Microsoft Windows 7 new functionalities!
Wednesday, November 05, 2008 Author Danish Ahmed
Steven Sinofsky, senior Vice-President discovered much new functionality and the new GUI "Scenic" for Windows 7.
Windows Vista and its nice graphical effects could already be thinking about Mac OS. Windows 7 adds another layer to the risk of irritating allergic to apples. The operation of the taskbar looks quite at the dock in Mac OS X.
The Windows 7 taskbar is not the only change. The Start menu will display the latest directly open documents or applications created by the main menu. Finally, the Windows Sidebar (Windows Sidebar) disappeared. The gadgets will therefore put on the desktop, anywhere ... as KDE 4!
The touch is fashionable, and Microsoft has already shown that surface mastered the concept. Windows 7 obviously cannot be silent on this trend, and manage, as Microsoft had shown in previous occasions, touch-screens. The integration will thrust: applications like Paint will benefit. Imagine yourself in the process of drawing on Paint, to zoom in with your fingers.
Windows Explorer also evolves. It will offer a new feature called Bookstores. Its purpose is to gather in one place all the files of the same type found on the local disk or on machines. It is an extension of the idea of search folders in Windows Vista, and more successful.
We should not take Windows 7 for a simple graphical refresh of Windows Vista. According to Microsoft, Windows 7 should be faster and more responsive, and use less memory, CPU or disk access.
Indeed, Steven Sinofsky suggested that NETBOOK would be capable of running Windows 7, BUT he didn’t mentioned what hardware that NETBOOK needs to have :>.
Windows 7 taskbar changes
Steven Sinofsky, the man held for years behind Office and who now heads the advanced Windows 7, said during the Microsoft PDC that the new taskbar of the next system would be mandatory. Mess into perspective.

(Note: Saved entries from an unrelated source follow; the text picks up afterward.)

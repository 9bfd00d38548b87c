use std::net::SocketAddr;
use std::sync::Arc;

use axum::Router;
use serde::Serialize;
use sqlx::postgres::PgPoolOptions;
use tower::ServiceBuilder;
use tower_http::trace::TraceLayer;
use tracing_subscriber::{layer::SubscriberExt, util::SubscriberInitExt};
use utoipa::OpenApi;
use utoipa_swagger_ui::SwaggerUi;

mod config;
mod error;
mod identity;
mod middleware;
mod pipeline;
mod queue;
mod routes;
mod secrets;
mod slack;
mod state;
mod stories;
#[cfg(test)]
mod testing;

use config::WebhookConfig;
use identity::PgIdentityStore;
use pipeline::WebhookPipeline;
use queue::PgJobQueue;
use secrets::{EnvSecretStore, SecretStore};
use slack::{SlackNotifier, WebhookTarget};
use stories::PgStoryStore;

#[derive(OpenApi)]
#[openapi(
    info(
        title = "Intake API",
        version = "0.1.0",
        description = "Receives signed onboarding-form deliveries and turns them into workout prompts."
    ),
    paths(routes::health::health_check, routes::webhooks::receive_typeform),
    components(schemas(HealthResponse, intake_core::error::ApiError))
)]
struct ApiDoc;

#[derive(Serialize, utoipa::ToSchema)]
pub struct HealthResponse {
    pub status: String,
    pub version: String,
}

#[tokio::main]
async fn main() {
    // Load .env if present (dev only)
    let _ = dotenvy::dotenv();

    tracing_subscriber::registry()
        .with(
            tracing_subscriber::EnvFilter::try_from_default_env()
                .unwrap_or_else(|_| "intake_api=debug,tower_http=debug".into()),
        )
        .with(tracing_subscriber::fmt::layer().json())
        .init();

    let config = match WebhookConfig::from_env() {
        Ok(config) => config,
        Err(e) => {
            tracing::error!(error = %e, "Invalid configuration");
            std::process::exit(1);
        }
    };

    let pool = PgPoolOptions::new()
        .max_connections(10)
        .connect(&config.database_url)
        .await
        .expect("Failed to connect to database");

    sqlx::migrate!("../migrations")
        .run(&pool)
        .await
        .expect("Failed to run migrations");

    let secrets: Arc<dyn SecretStore> = Arc::new(EnvSecretStore);
    let http = reqwest::Client::builder()
        .timeout(std::time::Duration::from_secs(10))
        .build()
        .expect("Failed to build HTTP client");

    let alert_target = match &config.alert_webhook_url {
        Some(url) => WebhookTarget::Fixed(url.clone()),
        None => WebhookTarget::Secret(secrets.clone()),
    };

    let pipeline = WebhookPipeline {
        secrets: secrets.clone(),
        identity: Arc::new(PgIdentityStore::new(pool.clone())),
        stories: Arc::new(PgStoryStore::new(pool.clone())),
        notifier: Arc::new(SlackNotifier::new(
            http.clone(),
            WebhookTarget::Secret(secrets.clone()),
        )),
        alerts: Arc::new(SlackNotifier::new(http, alert_target)),
        queue: Arc::new(PgJobQueue::new(pool.clone())),
    };

    let app_state = state::AppState {
        db: pool,
        pipeline: Arc::new(pipeline),
    };

    let app = Router::new()
        .merge(SwaggerUi::new("/swagger-ui").url("/api-doc/openapi.json", ApiDoc::openapi()))
        .merge(routes::health::router())
        .merge(routes::webhooks::router().layer(middleware::rate_limit::webhook_layer()))
        .layer(
            ServiceBuilder::new()
                .layer(TraceLayer::new_for_http())
                .option_layer(config.require_https.then(|| {
                    axum::middleware::from_fn(middleware::https::require_https)
                }))
                .layer(axum::middleware::from_fn(middleware::security_headers::apply)),
        )
        .with_state(app_state);

    let addr = SocketAddr::from(([0, 0, 0, 0], config.port));
    tracing::info!("Intake API listening on {}", addr);

    let listener = tokio::net::TcpListener::bind(addr)
        .await
        .expect("Failed to bind listener");
    axum::serve(
        listener,
        app.into_make_service_with_connect_info::<SocketAddr>(),
    )
    .await
    .expect("Server error");
}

Sinofsky is the one to whom we owe the appearance of ribbons in Office 2007. At the exit subsequently, the reactions were very mixed, particularly because he had to relearn how to use software or at least the organization of their features. In Windows 7, the taskbar adopt a new behavior, and this is the first time since Windows 95 that the publisher carries out such a change.
For Sinofsky, Windows has long been stuck in a “fear of change.” It is therefore assume more that want to make developers with the opportunities created by Vista. The biggest change comes from the operating base, akin to the Dock of Mac OS X: you put shortcuts in what appears to be a Quick Launch area, but these icons are framed when applications are launched. When you minimize one or more windows, they meet all their associated icons in this area.

The change should be less disruptive than Office 2007, since apart from a few basic principles, we should not learn the location of hundreds of features. Sinofsky also indicates that the office as a whole will gain in clarity, since Jump Lists, accessible from right-clicking on the icons, will meet a set of concepts.
A Jump List in theory contains two parts: one to access the latest documents opened by the application, dedicated to other functions. Windows Live Messenger for example, a Jump List concentrate active discussions, the change of status, and other features accessible from the notification area. Except that precisely the same area of notifications will be as clean for the benefit of the taskbar.
The taskbar is still evolving undoubtedly when Microsoft will launch its public beta. The views of users should eliminate the major flaws to be found in use.